Code is generally designed to operate within certain "reasonable" performance boundaries, and when it goes outside those you need to think whether code should be rewritten to accomodate it.

Just a tiny example, but I regularly deal with long (800+ page) PDF's on my iPad, reading parts of them in the stock Books app. When I select text to highlight, the context menu unfortunately puts "select all" directly next to "highlight". Of course, every so often I accidentally hit "select all", and then I have to force-close the app because otherwise it just freezes for 10 minutes as it extracts and selects the text on every single page.

When really, it needs a limit to detect that, hey, if the PDF is over 20 pages long then just don't allow "select all" anymore, because this isn't the right tool for the job.

@pyuser583 13d
The Wiki page says the problem isn’t with limits, but with arbitrary limits.

When a program limits me to 256 of something, it doesn’t seem arbitrary.

I’ve heard stories of programmers setting limits to multiples of two simply so nobody asks why.

@pixl97 13d
What should the limits be? And are the limits clear to the users of the system? Are they clear to other components of the system?

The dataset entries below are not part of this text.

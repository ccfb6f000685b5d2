//! Request ID middleware for request tracing and correlation.
//!
//! Generates a UUID v4 for each request if not provided by an upstream
//! reverse proxy. The request ID is:
//! - Recorded in the current tracing span
//! - Added to the Sentry scope for error correlation
//! - Returned in the response headers

use axum::{extract::Request, http::HeaderValue, middleware::Next, response::Response};
use tracing::Span;
use uuid::Uuid;

/// The HTTP header name for request IDs.
pub const REQUEST_ID_HEADER: &str = "x-request-id";

/// Middleware that ensures every request has a unique request ID.
///
/// If the incoming request has an `x-request-id` header (from a reverse proxy
/// or another upstream), that value is used. Otherwise, a new UUID v4 is
/// generated.
///
/// The request ID is:
/// 1. Recorded in the current tracing span via `Span::current().record()`
/// 2. Added to the Sentry scope as a tag for error correlation
/// 3. Added to the response headers for client visibility
pub async fn request_id_middleware(request: Request, next: Next) -> Response {
    let request_id = request
        .headers()
        .get(REQUEST_ID_HEADER)
        .and_then(|h| h.to_str().ok())
        .map_or_else(|| Uuid::new_v4().to_string(), String::from);

    // Record in current span for structured logging
    Span::current().record("request_id", &request_id);

    // Set in Sentry scope for error correlation
    sentry::configure_scope(|scope| {
        scope.set_tag("request_id", &request_id);
    });

    let mut response = next.run(request).await;

    // Add to response headers so clients can reference the request ID
    if let Ok(value) = HeaderValue::from_str(&request_id) {
        response.headers_mut().insert(REQUEST_ID_HEADER, value);
    }

    response
}
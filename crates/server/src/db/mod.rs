//! Database operations for the Cartpool `SQLite` store.
//!
//! ## Tables
//!
//! - `orders` - Group purchase orders and their settings
//! - `order_items` - Line items keyed by opaque owner actor keys
//! - `tower_sessions` - Session state (created by the session store itself)
//!
//! # Migrations
//!
//! Migrations are stored in `crates/server/migrations/` and run via:
//! ```bash
//! cargo run -p cartpool-cli -- migrate
//! ```

pub mod items;
pub mod orders;

use std::str::FromStr;
use std::time::Duration;

use sqlx::SqlitePool;
use sqlx::sqlite::{SqliteConnectOptions, SqliteJournalMode, SqlitePoolOptions};
use thiserror::Error;

pub use items::ItemRepository;
pub use orders::{NewOrder, OrderRepository};

/// Embedded schema migrations, applied by the CLI and the test harness.
pub static MIGRATOR: sqlx::migrate::Migrator = sqlx::migrate!();

/// Errors that can occur during repository operations.
#[derive(Debug, Error)]
pub enum RepositoryError {
    /// Database error from sqlx.
    #[error("database error: {0}")]
    Database(#[from] sqlx::Error),

    /// Data in the database is corrupted or invalid.
    #[error("data corruption: {0}")]
    DataCorruption(String),

    /// Requested entity was not found.
    #[error("not found")]
    NotFound,
}

/// Parse a text column into a domain value, mapping failure to
/// [`RepositoryError::DataCorruption`].
pub(crate) fn parse_column<T>(column: &str, raw: &str) -> Result<T, RepositoryError>
where
    T: FromStr,
    T::Err: std::fmt::Display,
{
    raw.parse().map_err(|e| {
        RepositoryError::DataCorruption(format!("invalid {column} in database: {e}"))
    })
}

/// Create a `SQLite` connection pool with sensible defaults.
///
/// Creates the database file (and its parent directory) if missing, and
/// enables WAL journaling plus foreign key enforcement. In-memory databases
/// are capped at a single connection so every handle sees the same data.
///
/// # Errors
///
/// Returns `sqlx::Error` if the connection cannot be established.
pub async fn create_pool(database_url: &str) -> Result<SqlitePool, sqlx::Error> {
    let options = SqliteConnectOptions::from_str(database_url)?
        .create_if_missing(true)
        .journal_mode(SqliteJournalMode::Wal)
        .foreign_keys(true)
        .busy_timeout(Duration::from_secs(5));

    let in_memory = database_url.contains(":memory:") || database_url.contains("mode=memory");
    if !in_memory {
        let filename = options.get_filename().to_path_buf();
        if let Some(parent) = filename.parent() {
            if !parent.as_os_str().is_empty() {
                std::fs::create_dir_all(parent)?;
            }
        }
    }

    SqlitePoolOptions::new()
        .max_connections(if in_memory { 1 } else { 5 })
        .acquire_timeout(Duration::from_secs(10))
        .connect_with(options)
        .await
}
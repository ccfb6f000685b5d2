//! Registry of live order rooms.

use std::collections::HashMap;
use std::sync::{Arc, Mutex, MutexGuard, PoisonError};
use std::time::Duration;

use cartpool_core::{Identity, Order, OrderEvent, OrderId};

use super::room::{OrderRoom, Subscription};

/// How long an empty room survives before reclamation. A client that
/// reconnects within this window lands in the same room instance.
const RECLAIM_GRACE: Duration = Duration::from_secs(60);

/// How often the background task sweeps for reclaimable rooms.
const SWEEP_INTERVAL: Duration = Duration::from_secs(30);

/// Shared handle to the per-order room map.
///
/// Rooms are created lazily on first subscription and dropped again once
/// they have sat empty past the grace period. Cheap to clone.
#[derive(Clone, Default)]
pub struct RoomRegistry {
    rooms: Arc<Mutex<HashMap<OrderId, Arc<OrderRoom>>>>,
}

impl RoomRegistry {
    /// Create an empty registry.
    #[must_use]
    pub fn new() -> Self {
        Self::default()
    }

    fn lock_rooms(&self) -> MutexGuard<'_, HashMap<OrderId, Arc<OrderRoom>>> {
        self.rooms.lock().unwrap_or_else(PoisonError::into_inner)
    }

    /// Subscribe to an order's room, creating the room if needed.
    ///
    /// Registration happens under the registry lock, so it cannot race the
    /// reclamation sweep: a room observed here cannot be dropped before the
    /// subscriber is inside it. A poisoned room is replaced with a fresh
    /// instance, giving reconnecting clients a clean sequence baseline.
    pub fn subscribe(&self, order_id: OrderId, identity: Identity) -> Subscription {
        let mut rooms = self.lock_rooms();
        let room = match rooms.get(&order_id) {
            Some(room) if !room.is_poisoned() => Arc::clone(room),
            _ => {
                let room = Arc::new(OrderRoom::new(order_id));
                rooms.insert(order_id, Arc::clone(&room));
                tracing::debug!(%order_id, "room created");
                room
            }
        };
        room.subscribe(identity)
    }

    /// Publish an event to an order's room, if one is live.
    ///
    /// No room means no subscribers; the event is simply not broadcast.
    /// Storage already holds the committed state it described.
    pub fn publish(&self, order: &Order, event: OrderEvent) {
        let room = self.lock_rooms().get(&order.id).map(Arc::clone);
        if let Some(room) = room {
            room.publish(order, event);
        }
    }

    /// Drop rooms that have been empty past the grace period.
    ///
    /// Normally driven by [`Self::spawn_reclaimer`]. Emptiness is re-checked
    /// under the registry lock here, so a subscriber that raced in since the
    /// room went idle keeps its room.
    pub fn reclaim_idle(&self) {
        self.sweep(RECLAIM_GRACE);
    }

    fn sweep(&self, grace: Duration) {
        let mut rooms = self.lock_rooms();
        rooms.retain(|order_id, room| {
            if room.reclaimable(grace) {
                tracing::debug!(%order_id, "room reclaimed");
                false
            } else {
                true
            }
        });
    }

    /// Start the background reclamation task.
    ///
    /// The task runs for the life of the process; the returned handle is
    /// only useful for tests that want to abort it.
    pub fn spawn_reclaimer(&self) -> tokio::task::JoinHandle<()> {
        let registry = self.clone();
        tokio::spawn(async move {
            let mut interval = tokio::time::interval(SWEEP_INTERVAL);
            interval.set_missed_tick_behavior(tokio::time::MissedTickBehavior::Delay);
            loop {
                interval.tick().await;
                registry.reclaim_idle();
            }
        })
    }

    /// Number of live rooms.
    #[must_use]
    pub fn room_count(&self) -> usize {
        self.lock_rooms().len()
    }
}
//! Orders and their items.

use chrono::{DateTime, Utc};
use serde::{Deserialize, Serialize};

use crate::types::id::{ItemId, OrderId};
use crate::types::identity::ActorKey;

/// A group purchase being coordinated.
#[derive(Debug, Clone, PartialEq, Eq, Serialize, Deserialize)]
pub struct Order {
    /// Unguessable order identifier; the order URL doubles as the share link.
    pub id: OrderId,
    /// Vendor the group is ordering from.
    pub vendor_name: String,
    /// Vendor's site, shown so participants can browse products.
    pub vendor_url: String,
    /// Cut-off for non-admin writes. Admins may keep editing afterwards.
    pub deadline: DateTime<Utc>,
    /// Name of whoever opened the order.
    pub creator_name: String,
    /// Subject identifier of an authenticated creator. Grants standing admin.
    #[serde(skip_serializing, default)]
    pub creator_subject: Option<String>,
    /// Only invited guests (and, if allowed, authenticated users) may add items.
    pub invite_only: bool,
    /// Let authenticated users join an invite-only order without a link.
    /// Meaningless for open orders.
    pub allow_oidc: bool,
    /// Participants see only their own items. Inert unless `invite_only`.
    pub privacy_mode: bool,
    /// Write counter, bumped by every committed mutation. Carried into the
    /// broadcast hub to reject out-of-order pushes.
    pub revision: i64,
    /// When the order was opened.
    pub created_at: DateTime<Utc>,
}

impl Order {
    /// Is item visibility restricted to owner and admins?
    ///
    /// `privacy_mode` has no effect on open orders, where anyone with the
    /// link could join under a fresh session anyway.
    #[must_use]
    pub const fn privacy_active(&self) -> bool {
        self.invite_only && self.privacy_mode
    }

    /// Has the ordering window closed?
    ///
    /// The deadline instant itself still counts as open.
    #[must_use]
    pub fn deadline_passed(&self, now: DateTime<Utc>) -> bool {
        now > self.deadline
    }
}

/// One line in an order: a product someone wants.
#[derive(Debug, Clone, PartialEq, Eq, Serialize, Deserialize)]
pub struct Item {
    /// Item identifier.
    pub id: ItemId,
    /// Order this item belongs to.
    pub order_id: OrderId,
    /// Ownership key of whoever added the item.
    pub owner: ActorKey,
    /// Display name of the owner at the time the item was added.
    pub owner_name: String,
    /// Product name as the participant typed it.
    pub product_name: String,
    /// Optional vendor SKU or article number.
    pub product_sku: Option<String>,
    /// Optional link to the product page.
    pub product_url: Option<String>,
    /// Free-form amount ("2", "1.5 kg"). Kept textual on purpose; numeric
    /// aggregation is best-effort at export time.
    pub quantity: String,
    /// Optional note to the person placing the vendor order.
    pub note: Option<String>,
    /// When the item was added.
    pub added_at: DateTime<Utc>,
}
//! Session-backed identity resolution.
//!
//! Who a caller is depends on the order being looked at: the same session can
//! be guest "Alice" in one order, plain anonymous in another, and admin of a
//! third. Resolution is deterministic and idempotent - it never creates
//! identities as a side effect beyond minting the session's anonymous id on
//! first contact.
//!
//! Precedence, per order: invite-bound guest, then authenticated subject,
//! then anonymous. Admin standing comes from having presented the order's
//! admin token, or from being the order's authenticated creator.

use std::collections::{HashMap, HashSet};

use tower_sessions::Session;
use uuid::Uuid;

use cartpool_core::{Actor, Identity, Order, OrderId};

use crate::error::Result;
use crate::models::session::{AuthenticatedUser, keys};

/// Identity-relevant session state, loaded in one pass.
#[derive(Debug, Clone, Default)]
pub struct IdentityState {
    /// Per-session anonymous id, if minted.
    pub anon_id: Option<Uuid>,
    /// Name an anonymous user last added an item under.
    pub display_name: Option<String>,
    /// Proxy-authenticated principal.
    pub authenticated: Option<AuthenticatedUser>,
    /// Per-order guest bindings from presented invite links.
    pub guest_bindings: HashMap<OrderId, String>,
    /// Orders this session has presented a valid admin token for.
    pub admin_orders: HashSet<OrderId>,
}

impl IdentityState {
    /// Resolve the caller's identity for `order`.
    ///
    /// Pure: two calls with the same state and order yield the same identity.
    /// `anon_id` is passed in because minting it is the caller's concern.
    #[must_use]
    pub fn resolve(&self, anon_id: Uuid, order: &Order) -> Identity {
        let identity = if let Some(name) = self.guest_bindings.get(&order.id) {
            Identity::new(Actor::Guest { name: name.clone() }, name.clone())
        } else if let Some(user) = &self.authenticated {
            let display = user
                .display_name
                .clone()
                .unwrap_or_else(|| user.subject.clone());
            Identity::new(
                Actor::Authenticated {
                    subject: user.subject.clone(),
                },
                display,
            )
        } else {
            let display = self
                .display_name
                .clone()
                .unwrap_or_else(|| "Anonymous".to_owned());
            Identity::new(Actor::Anonymous { session: anon_id }, display)
        };

        if self.is_admin_of(order) {
            identity.with_admin()
        } else {
            identity
        }
    }

    fn is_admin_of(&self, order: &Order) -> bool {
        if self.admin_orders.contains(&order.id) {
            return true;
        }
        match (&self.authenticated, &order.creator_subject) {
            (Some(user), Some(creator)) => user.subject == *creator,
            _ => false,
        }
    }
}

/// Identity operations over the request's session.
pub struct IdentityService<'a> {
    session: &'a Session,
}

impl<'a> IdentityService<'a> {
    /// Wrap the request session.
    #[must_use]
    pub const fn new(session: &'a Session) -> Self {
        Self { session }
    }

    /// Load the identity-relevant session state.
    ///
    /// # Errors
    ///
    /// Returns `AppError::Session` if the session store fails.
    pub async fn state(&self) -> Result<IdentityState> {
        Ok(IdentityState {
            anon_id: self.session.get(keys::ANON_ID).await?,
            display_name: self.session.get(keys::DISPLAY_NAME).await?,
            authenticated: self.session.get(keys::AUTHENTICATED_USER).await?,
            guest_bindings: self
                .session
                .get(keys::GUEST_BINDINGS)
                .await?
                .unwrap_or_default(),
            admin_orders: self
                .session
                .get(keys::ADMIN_ORDERS)
                .await?
                .unwrap_or_default(),
        })
    }

    /// Get the session's anonymous id, minting and persisting it if absent.
    ///
    /// # Errors
    ///
    /// Returns `AppError::Session` if the session store fails.
    pub async fn anon_id(&self) -> Result<Uuid> {
        if let Some(id) = self.session.get::<Uuid>(keys::ANON_ID).await? {
            return Ok(id);
        }
        let id = Uuid::new_v4();
        self.session.insert(keys::ANON_ID, id).await?;
        Ok(id)
    }

    /// Resolve the caller's identity for `order`.
    ///
    /// # Errors
    ///
    /// Returns `AppError::Session` if the session store fails.
    pub async fn resolve(&self, order: &Order) -> Result<Identity> {
        let state = self.state().await?;
        let anon_id = match state.anon_id {
            Some(id) => id,
            None => self.anon_id().await?,
        };
        Ok(state.resolve(anon_id, order))
    }

    /// Bind this session to a guest name for one order.
    ///
    /// Re-presenting the same invite re-binds identically, so this is safe
    /// to call on every link click.
    ///
    /// # Errors
    ///
    /// Returns `AppError::Session` if the session store fails.
    pub async fn bind_guest(&self, order_id: OrderId, guest_name: &str) -> Result<()> {
        let mut bindings: HashMap<OrderId, String> = self
            .session
            .get(keys::GUEST_BINDINGS)
            .await?
            .unwrap_or_default();
        bindings.insert(order_id, guest_name.to_owned());
        self.session.insert(keys::GUEST_BINDINGS, bindings).await?;
        Ok(())
    }

    /// Mark this session as admin of one order.
    ///
    /// # Errors
    ///
    /// Returns `AppError::Session` if the session store fails.
    pub async fn grant_admin(&self, order_id: OrderId) -> Result<()> {
        let mut orders: HashSet<OrderId> = self
            .session
            .get(keys::ADMIN_ORDERS)
            .await?
            .unwrap_or_default();
        if orders.insert(order_id) {
            self.session.insert(keys::ADMIN_ORDERS, orders).await?;
        }
        Ok(())
    }

    /// Remember the display name an anonymous user chose when adding an item.
    ///
    /// # Errors
    ///
    /// Returns `AppError::Session` if the session store fails.
    pub async fn remember_display_name(&self, name: &str) -> Result<()> {
        self.session.insert(keys::DISPLAY_NAME, name).await?;
        Ok(())
    }

    /// Store the proxy-authenticated principal in the session.
    ///
    /// # Errors
    ///
    /// Returns `AppError::Session` if the session store fails.
    pub async fn login(&self, user: &AuthenticatedUser) -> Result<()> {
        self.session.insert(keys::AUTHENTICATED_USER, user).await?;
        Ok(())
    }

    /// Drop the whole session: subject, guest bindings and admin grants.
    ///
    /// # Errors
    ///
    /// Returns `AppError::Session` if the session store fails.
    pub async fn logout(&self) -> Result<()> {
        self.session.flush().await?;
        Ok(())
    }
}
//! Unified error handling with Sentry integration.
//!
//! Provides a unified `AppError` type that captures errors to Sentry before
//! responding to the client. All route handlers should return `Result<T, AppError>`.
//! Responses are JSON objects of the form `{"error": "..."}`.

use axum::{
    Json,
    http::StatusCode,
    response::{IntoResponse, Response},
};
use thiserror::Error;

use cartpool_core::token;

use crate::db::RepositoryError;

/// Application-level error type for the Cartpool server.
#[derive(Debug, Error)]
pub enum AppError {
    /// Database operation failed.
    #[error("Database error: {0}")]
    Database(#[from] RepositoryError),

    /// Presented invite or admin token failed verification.
    #[error("Invalid token")]
    InvalidToken(#[from] token::InvalidToken),

    /// Minting an invite or admin token failed.
    #[error("Token issue error: {0}")]
    TokenIssue(#[from] token::EncodeError),

    /// Session store operation failed.
    #[error("Session error: {0}")]
    Session(#[from] tower_sessions::session::Error),

    /// CSV rendering failed.
    #[error("Export error: {0}")]
    Export(#[from] crate::services::export::ExportError),

    /// Resource not found.
    #[error("Not found: {0}")]
    NotFound(String),

    /// Caller lacks the capability for this operation.
    #[error("Forbidden: {0}")]
    Forbidden(String),

    /// Bad request from client.
    #[error("Bad request: {0}")]
    BadRequest(String),

    /// Internal server error.
    #[error("Internal error: {0}")]
    Internal(String),
}

impl IntoResponse for AppError {
    fn into_response(self) -> Response {
        // Capture server errors to Sentry
        let server_fault = match &self {
            Self::Database(err) => !matches!(err, RepositoryError::NotFound),
            Self::TokenIssue(_) | Self::Session(_) | Self::Export(_) | Self::Internal(_) => true,
            _ => false,
        };
        if server_fault {
            let event_id = sentry::capture_error(&self);
            tracing::error!(
                error = %self,
                sentry_event_id = %event_id,
                "Request error"
            );
        }

        let status = match &self {
            Self::Database(RepositoryError::NotFound) | Self::NotFound(_) => StatusCode::NOT_FOUND,
            Self::Database(_)
            | Self::TokenIssue(_)
            | Self::Session(_)
            | Self::Export(_)
            | Self::Internal(_) => StatusCode::INTERNAL_SERVER_ERROR,
            Self::InvalidToken(_) | Self::Forbidden(_) => StatusCode::FORBIDDEN,
            Self::BadRequest(_) => StatusCode::BAD_REQUEST,
        };

        // Don't expose internal error details to clients. Token failures share
        // one message regardless of what went wrong with the token.
        let message = match &self {
            Self::Database(RepositoryError::NotFound) => "not found".to_string(),
            Self::Database(_)
            | Self::TokenIssue(_)
            | Self::Session(_)
            | Self::Export(_)
            | Self::Internal(_) => "internal server error".to_string(),
            Self::InvalidToken(_) => "invalid token".to_string(),
            Self::NotFound(what) => format!("{what} not found"),
            Self::Forbidden(msg) | Self::BadRequest(msg) => msg.clone(),
        };

        (status, Json(serde_json::json!({ "error": message }))).into_response()
    }
}

/// Result type alias for `AppError`.
pub type Result<T> = std::result::Result<T, AppError>;

/// Set the Sentry user context from an actor key.
///
/// Call this once the request's identity is resolved so errors are
/// associated with the acting participant.
pub fn set_sentry_user(actor_key: &impl ToString, username: Option<&str>) {
    sentry::configure_scope(|scope| {
        scope.set_user(Some(sentry::User {
            id: Some(actor_key.to_string()),
            username: username.map(String::from),
            ..Default::default()
        }));
    });
}

/// Clear the Sentry user context.
///
/// Call this on logout to stop associating errors with the user.
pub fn clear_sentry_user() {
    sentry::configure_scope(|scope| {
        scope.set_user(None);
    });
}

/// Add a breadcrumb for user actions.
///
/// Breadcrumbs appear in Sentry error reports to show the trail of user actions
/// leading up to an error.
///
/// # Example
///
/// ```rust,ignore
/// add_breadcrumb("order", "Added item", Some(&[("order_id", "123")]));
/// ```
pub fn add_breadcrumb(category: &str, message: &str, data: Option<&[(&str, &str)]>) {
    let mut breadcrumb = sentry::Breadcrumb {
        category: Some(category.to_string()),
        message: Some(message.to_string()),
        level: sentry::Level::Info,
        ..Default::default()
    };

    if let Some(pairs) = data {
        for (key, value) in pairs {
            breadcrumb.data.insert(
                (*key).to_string(),
                serde_json::Value::String((*value).to_string()),
            );
        }
    }

    sentry::add_breadcrumb(breadcrumb);
}
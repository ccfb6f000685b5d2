//! CLI command implementations.

pub mod links;
pub mod migrate;
pub mod seed;
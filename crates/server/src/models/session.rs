//! Session-related types.
//!
//! Everything identity-shaped lives in the session: the per-browser anonymous
//! id, the proxy-authenticated subject, and the per-order guest and admin
//! grants collected by presenting tokens.

use serde::{Deserialize, Serialize};

/// Session-stored authenticated principal.
///
/// Written by the auth boundary from trusted reverse-proxy headers; never
/// derived from client-controlled input.
#[derive(Debug, Clone, Serialize, Deserialize)]
pub struct AuthenticatedUser {
    /// Stable subject identifier from the identity provider.
    pub subject: String,
    /// Human-readable name, when the proxy forwards one.
    pub display_name: Option<String>,
}

/// Session keys for identity data.
pub mod keys {
    /// Key for the per-session anonymous id (a UUID, minted on first use).
    pub const ANON_ID: &str = "anon_id";

    /// Key for the display name an anonymous user last added an item under.
    pub const DISPLAY_NAME: &str = "display_name";

    /// Key for the proxy-authenticated principal.
    pub const AUTHENTICATED_USER: &str = "authenticated_user";

    /// Key for per-order guest bindings (`OrderId` -> bound guest name).
    pub const GUEST_BINDINGS: &str = "guest_bindings";

    /// Key for the set of orders this session holds admin rights on.
    pub const ADMIN_ORDERS: &str = "admin_orders";
}
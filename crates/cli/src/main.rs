//! Cartpool CLI - migrations, link minting, and demo data.
//!
//! # Usage
//!
//! ```bash
//! # Apply database migrations
//! cartpool-cli migrate
//!
//! # Mint an invite link for a guest
//! cartpool-cli invite --order <ORDER_ID> --name "Alice"
//!
//! # Mint an admin link
//! cartpool-cli admin-link --order <ORDER_ID>
//!
//! # Seed the database with demo orders
//! cartpool-cli seed
//! ```
//!
//! # Commands
//!
//! - `migrate` - Apply database migrations
//! - `invite` - Mint an invite link (requires the server's secret key)
//! - `admin-link` - Mint an admin link
//! - `seed` - Insert demo orders and items

#![cfg_attr(not(test), forbid(unsafe_code))]

use clap::{Parser, Subcommand};

use cartpool_core::OrderId;

mod commands;

#[derive(Parser)]
#[command(name = "cartpool-cli")]
#[command(author, version, about = "Cartpool CLI tools")]
struct Cli {
    #[command(subcommand)]
    command: Commands,
}

#[derive(Subcommand)]
enum Commands {
    /// Apply database migrations
    Migrate,
    /// Mint an invite link for a guest
    Invite {
        /// Order the invite admits the guest to
        #[arg(short, long)]
        order: OrderId,

        /// Name the guest will act under
        #[arg(short, long)]
        name: String,
    },
    /// Mint an admin link for an order
    AdminLink {
        /// Order the link grants admin standing for
        #[arg(short, long)]
        order: OrderId,
    },
    /// Seed the database with demo orders
    Seed {
        /// YAML file describing orders to create (built-in demo if omitted)
        #[arg(short, long)]
        file: Option<String>,
    },
}

#[tokio::main]
async fn main() {
    // Initialize tracing
    tracing_subscriber::fmt::init();

    let cli = Cli::parse();

    let result: Result<(), Box<dyn std::error::Error>> = run(cli).await;

    if let Err(e) = result {
        tracing::error!("Command failed: {e}");
        std::process::exit(1);
    }
}

async fn run(cli: Cli) -> Result<(), Box<dyn std::error::Error>> {
    match cli.command {
        Commands::Migrate => commands::migrate::run().await?,
        Commands::Invite { order, name } => commands::links::invite(order, &name)?,
        Commands::AdminLink { order } => commands::links::admin(order)?,
        Commands::Seed { file } => commands::seed::run(file.as_deref()).await?,
    }
    Ok(())
}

I agree we should have limits in software because we don't have unlimited memory and processing time, but I commonly find these limits are encoded by the imagination of the programmer working on the software at the time, and it's often you find limits that were not considered in systems design of the product.

@hinkley 12d
Someone implemented a fairly naive DAG in our system that sometimes sprouts cycles. The cheapest way to catch cycles is to limit the graph size to 10x nominal. If we ever encountered a request that was legitimately that far from normal, we would most likely time out during the subsequent work anyway, because processing time grows faster than n and our timeout is only about 20x our mean response time.

If there is a loop, we will hit the limit while evaluating the cycle because it’s a DFS. With a BFS we could hit the limit in a sibling of the problematic node.

Scheduling budgets are how most people avoid the halting problem. You set a fixed multiple of expected halting time and work hard to make sure that’s your p99 time instead of your p75 time, and stop trying to violate core principles of computational theory.

@Cthulhu_ 12d
A lot of limits are set explicitly to ensure things don't go haywire, think things like rotating log files. Other ones have to do with display logic, that is, there's only space for X characters in a title section. Although that can be handled with CSS, it's still sane to set a limit so you don't get megabytes of garbage data cut off by CSS.
@hammock 12d
>limits are quite useful to catch bugs

Can be solved with tests instead though.

Speed limits on roads are useful in catching unsafe driving behavior; but if every car actually had speed governors installed, that couldn’t be overcome, it should be clear that this is a suboptimal solution.

Arbitrary limits written into code will eventually be refactored into ZOI, one way or another

@hakre 11d
> limits are quite useful to catch bugs (or prevent degenerate cases)

Sure, this is why code designed by ZOI rule has those straight forward test cases: none, one, some, many aaaand crash (at most).

and for safeguard of correct use (limits as undefined behaviour) many languages have assertions.

@renox 12d
Yes, that's why I think than 'checked int64' are a far better default for language integers than 'big ints', because if you overflow an int64, it's most likely a bug/an hacking attempt.